[Start of Attachment]

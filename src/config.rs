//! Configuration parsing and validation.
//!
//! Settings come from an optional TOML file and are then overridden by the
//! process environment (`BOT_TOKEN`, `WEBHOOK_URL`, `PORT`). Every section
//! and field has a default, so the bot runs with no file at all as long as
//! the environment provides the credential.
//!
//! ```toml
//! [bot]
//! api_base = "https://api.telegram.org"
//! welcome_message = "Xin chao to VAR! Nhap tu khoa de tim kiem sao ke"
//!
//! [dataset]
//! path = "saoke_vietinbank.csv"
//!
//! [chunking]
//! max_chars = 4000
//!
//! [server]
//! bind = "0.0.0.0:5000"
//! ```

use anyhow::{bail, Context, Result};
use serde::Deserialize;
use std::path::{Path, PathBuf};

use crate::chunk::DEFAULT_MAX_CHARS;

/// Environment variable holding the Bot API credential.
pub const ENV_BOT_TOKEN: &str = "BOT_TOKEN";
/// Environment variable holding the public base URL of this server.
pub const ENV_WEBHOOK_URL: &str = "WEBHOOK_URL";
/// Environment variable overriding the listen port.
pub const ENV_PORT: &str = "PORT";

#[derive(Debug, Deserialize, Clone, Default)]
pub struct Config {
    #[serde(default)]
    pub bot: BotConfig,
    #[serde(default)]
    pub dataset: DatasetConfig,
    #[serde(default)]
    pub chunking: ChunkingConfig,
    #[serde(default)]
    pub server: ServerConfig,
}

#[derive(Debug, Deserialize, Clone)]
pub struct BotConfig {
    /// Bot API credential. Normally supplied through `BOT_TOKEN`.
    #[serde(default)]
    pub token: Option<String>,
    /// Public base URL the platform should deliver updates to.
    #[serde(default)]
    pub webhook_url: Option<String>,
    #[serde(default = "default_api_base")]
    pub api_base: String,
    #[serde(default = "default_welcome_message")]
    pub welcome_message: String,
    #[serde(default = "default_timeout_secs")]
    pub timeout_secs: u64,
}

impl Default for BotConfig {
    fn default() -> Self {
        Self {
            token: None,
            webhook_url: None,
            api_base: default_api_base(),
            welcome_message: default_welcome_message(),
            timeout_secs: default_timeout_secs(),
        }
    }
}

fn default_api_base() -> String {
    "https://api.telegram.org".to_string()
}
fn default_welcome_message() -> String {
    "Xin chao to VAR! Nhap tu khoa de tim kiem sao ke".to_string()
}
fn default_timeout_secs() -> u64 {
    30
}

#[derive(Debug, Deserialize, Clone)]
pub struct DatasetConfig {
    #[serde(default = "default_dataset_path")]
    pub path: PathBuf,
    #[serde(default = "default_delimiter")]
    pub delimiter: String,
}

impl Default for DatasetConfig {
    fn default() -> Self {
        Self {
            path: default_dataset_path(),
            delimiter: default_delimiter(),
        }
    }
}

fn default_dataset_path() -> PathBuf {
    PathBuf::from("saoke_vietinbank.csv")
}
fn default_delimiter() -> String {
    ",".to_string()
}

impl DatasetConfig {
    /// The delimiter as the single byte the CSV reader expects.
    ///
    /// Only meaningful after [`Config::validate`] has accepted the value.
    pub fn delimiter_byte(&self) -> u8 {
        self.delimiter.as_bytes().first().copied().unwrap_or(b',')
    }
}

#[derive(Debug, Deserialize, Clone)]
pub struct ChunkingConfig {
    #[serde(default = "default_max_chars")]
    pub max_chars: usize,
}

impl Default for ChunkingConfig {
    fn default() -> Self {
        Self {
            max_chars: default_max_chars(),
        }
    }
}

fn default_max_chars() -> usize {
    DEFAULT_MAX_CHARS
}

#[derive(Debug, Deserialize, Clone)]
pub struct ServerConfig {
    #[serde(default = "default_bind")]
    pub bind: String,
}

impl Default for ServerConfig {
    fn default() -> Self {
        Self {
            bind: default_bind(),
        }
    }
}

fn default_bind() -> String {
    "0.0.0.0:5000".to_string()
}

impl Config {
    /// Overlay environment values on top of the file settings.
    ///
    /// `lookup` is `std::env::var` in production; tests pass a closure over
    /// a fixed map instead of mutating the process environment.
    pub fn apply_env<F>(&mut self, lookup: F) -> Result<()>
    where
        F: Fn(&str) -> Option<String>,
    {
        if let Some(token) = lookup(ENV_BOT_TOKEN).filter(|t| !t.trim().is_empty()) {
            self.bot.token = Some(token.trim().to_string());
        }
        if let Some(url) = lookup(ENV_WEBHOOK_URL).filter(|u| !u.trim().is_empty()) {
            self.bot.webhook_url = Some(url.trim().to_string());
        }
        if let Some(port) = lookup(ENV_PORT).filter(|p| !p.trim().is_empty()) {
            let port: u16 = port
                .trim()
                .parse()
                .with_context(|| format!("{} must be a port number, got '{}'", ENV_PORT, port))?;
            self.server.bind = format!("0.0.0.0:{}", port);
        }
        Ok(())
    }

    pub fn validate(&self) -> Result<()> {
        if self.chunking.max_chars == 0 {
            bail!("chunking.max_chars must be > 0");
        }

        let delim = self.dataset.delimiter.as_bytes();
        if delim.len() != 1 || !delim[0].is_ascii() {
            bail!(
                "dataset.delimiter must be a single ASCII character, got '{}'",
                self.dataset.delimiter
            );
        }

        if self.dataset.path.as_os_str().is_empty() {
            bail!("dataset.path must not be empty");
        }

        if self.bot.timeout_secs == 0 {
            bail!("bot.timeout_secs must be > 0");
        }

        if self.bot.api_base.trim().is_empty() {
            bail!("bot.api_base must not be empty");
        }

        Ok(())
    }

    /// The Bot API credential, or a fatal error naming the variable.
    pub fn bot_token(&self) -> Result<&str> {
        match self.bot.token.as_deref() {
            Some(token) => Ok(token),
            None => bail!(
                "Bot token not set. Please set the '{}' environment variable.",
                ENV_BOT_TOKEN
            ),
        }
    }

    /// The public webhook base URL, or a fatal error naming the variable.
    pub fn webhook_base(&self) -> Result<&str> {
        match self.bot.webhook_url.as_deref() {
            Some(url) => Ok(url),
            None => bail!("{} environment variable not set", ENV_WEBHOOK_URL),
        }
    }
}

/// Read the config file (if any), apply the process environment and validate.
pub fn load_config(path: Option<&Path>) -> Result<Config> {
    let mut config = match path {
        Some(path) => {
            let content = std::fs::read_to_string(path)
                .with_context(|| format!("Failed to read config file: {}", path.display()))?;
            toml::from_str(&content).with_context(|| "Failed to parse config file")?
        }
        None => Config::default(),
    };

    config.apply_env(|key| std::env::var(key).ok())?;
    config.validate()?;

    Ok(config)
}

[End of Attachment]
[Start of Attachment]

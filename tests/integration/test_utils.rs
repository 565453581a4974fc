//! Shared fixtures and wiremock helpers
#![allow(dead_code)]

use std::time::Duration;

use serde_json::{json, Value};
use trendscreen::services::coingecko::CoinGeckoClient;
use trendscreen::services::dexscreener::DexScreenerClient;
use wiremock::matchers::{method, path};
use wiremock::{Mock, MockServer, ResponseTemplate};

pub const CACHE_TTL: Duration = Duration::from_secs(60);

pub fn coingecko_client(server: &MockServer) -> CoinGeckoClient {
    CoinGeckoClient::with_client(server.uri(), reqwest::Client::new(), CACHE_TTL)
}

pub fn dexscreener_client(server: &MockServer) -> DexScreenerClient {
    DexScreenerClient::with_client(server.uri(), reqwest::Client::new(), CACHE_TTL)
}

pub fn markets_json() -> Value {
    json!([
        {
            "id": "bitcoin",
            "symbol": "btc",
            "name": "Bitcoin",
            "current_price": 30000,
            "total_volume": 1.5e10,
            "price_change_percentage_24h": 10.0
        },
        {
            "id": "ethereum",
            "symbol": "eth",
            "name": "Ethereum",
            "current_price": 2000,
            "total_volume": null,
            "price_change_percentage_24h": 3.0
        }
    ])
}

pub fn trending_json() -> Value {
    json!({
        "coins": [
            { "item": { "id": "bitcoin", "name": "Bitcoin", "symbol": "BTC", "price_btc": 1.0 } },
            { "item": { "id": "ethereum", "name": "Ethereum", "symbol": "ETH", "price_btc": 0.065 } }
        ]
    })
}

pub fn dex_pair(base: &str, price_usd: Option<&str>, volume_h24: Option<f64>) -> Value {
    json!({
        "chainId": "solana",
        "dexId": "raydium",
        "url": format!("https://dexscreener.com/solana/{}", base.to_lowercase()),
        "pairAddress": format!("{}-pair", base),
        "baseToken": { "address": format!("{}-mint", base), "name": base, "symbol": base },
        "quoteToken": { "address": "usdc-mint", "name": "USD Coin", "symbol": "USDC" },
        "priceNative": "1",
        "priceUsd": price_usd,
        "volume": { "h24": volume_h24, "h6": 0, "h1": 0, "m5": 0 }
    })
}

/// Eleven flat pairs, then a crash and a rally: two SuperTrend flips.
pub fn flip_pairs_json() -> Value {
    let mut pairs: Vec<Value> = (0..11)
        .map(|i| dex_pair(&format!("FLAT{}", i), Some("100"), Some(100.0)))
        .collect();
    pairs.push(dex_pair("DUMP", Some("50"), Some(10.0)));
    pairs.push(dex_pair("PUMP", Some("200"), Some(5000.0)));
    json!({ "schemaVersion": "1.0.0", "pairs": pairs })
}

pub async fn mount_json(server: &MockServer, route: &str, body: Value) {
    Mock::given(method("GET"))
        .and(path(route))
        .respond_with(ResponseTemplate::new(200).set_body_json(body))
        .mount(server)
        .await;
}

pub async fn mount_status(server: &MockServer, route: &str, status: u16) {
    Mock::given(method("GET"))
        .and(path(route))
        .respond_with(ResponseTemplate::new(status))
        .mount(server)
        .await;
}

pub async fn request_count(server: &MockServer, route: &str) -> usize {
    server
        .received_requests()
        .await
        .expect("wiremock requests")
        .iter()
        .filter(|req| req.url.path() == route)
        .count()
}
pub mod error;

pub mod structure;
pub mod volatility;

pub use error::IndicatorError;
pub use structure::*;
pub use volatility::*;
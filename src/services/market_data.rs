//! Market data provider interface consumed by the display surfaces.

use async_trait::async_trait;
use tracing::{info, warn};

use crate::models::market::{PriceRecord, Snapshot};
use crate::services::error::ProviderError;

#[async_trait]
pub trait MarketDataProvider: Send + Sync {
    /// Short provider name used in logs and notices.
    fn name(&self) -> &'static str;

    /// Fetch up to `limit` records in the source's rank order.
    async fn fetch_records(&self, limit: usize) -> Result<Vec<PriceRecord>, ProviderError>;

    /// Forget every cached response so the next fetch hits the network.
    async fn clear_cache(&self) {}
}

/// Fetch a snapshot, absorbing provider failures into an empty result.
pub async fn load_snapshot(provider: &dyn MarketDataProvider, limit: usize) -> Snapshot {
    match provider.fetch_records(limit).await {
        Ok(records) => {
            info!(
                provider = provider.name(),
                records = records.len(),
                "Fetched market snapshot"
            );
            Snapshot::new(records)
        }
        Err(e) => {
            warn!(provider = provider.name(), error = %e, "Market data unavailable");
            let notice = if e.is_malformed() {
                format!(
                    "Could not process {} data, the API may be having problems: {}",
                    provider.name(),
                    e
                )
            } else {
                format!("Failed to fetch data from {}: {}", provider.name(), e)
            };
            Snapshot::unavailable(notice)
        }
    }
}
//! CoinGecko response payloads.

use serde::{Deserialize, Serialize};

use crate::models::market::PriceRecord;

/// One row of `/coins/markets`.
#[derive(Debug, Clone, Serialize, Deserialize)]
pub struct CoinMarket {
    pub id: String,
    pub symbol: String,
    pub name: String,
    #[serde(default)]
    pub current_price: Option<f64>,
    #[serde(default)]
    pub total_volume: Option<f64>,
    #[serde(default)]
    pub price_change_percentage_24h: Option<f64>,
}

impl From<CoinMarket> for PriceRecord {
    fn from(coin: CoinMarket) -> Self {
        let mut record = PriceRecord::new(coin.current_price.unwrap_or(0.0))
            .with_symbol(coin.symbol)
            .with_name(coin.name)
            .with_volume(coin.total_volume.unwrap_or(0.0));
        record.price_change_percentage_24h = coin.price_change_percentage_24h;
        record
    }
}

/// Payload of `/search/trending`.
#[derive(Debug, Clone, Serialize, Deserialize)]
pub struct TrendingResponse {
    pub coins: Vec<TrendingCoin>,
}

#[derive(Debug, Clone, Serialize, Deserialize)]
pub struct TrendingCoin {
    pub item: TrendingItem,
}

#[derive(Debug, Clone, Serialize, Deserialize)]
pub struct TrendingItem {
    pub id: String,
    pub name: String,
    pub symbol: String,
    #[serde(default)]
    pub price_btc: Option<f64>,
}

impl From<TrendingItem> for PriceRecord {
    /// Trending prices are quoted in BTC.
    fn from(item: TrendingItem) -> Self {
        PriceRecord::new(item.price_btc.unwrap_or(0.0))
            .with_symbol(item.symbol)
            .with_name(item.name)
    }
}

[End of Attachment]

§ **Instructions to follow**: Find the word "BotConfig" in the entries above, then copy each line that holds it.

§ **Task output**:
    pub bot: BotConfig,
pub struct BotConfig {
impl Default for BotConfig {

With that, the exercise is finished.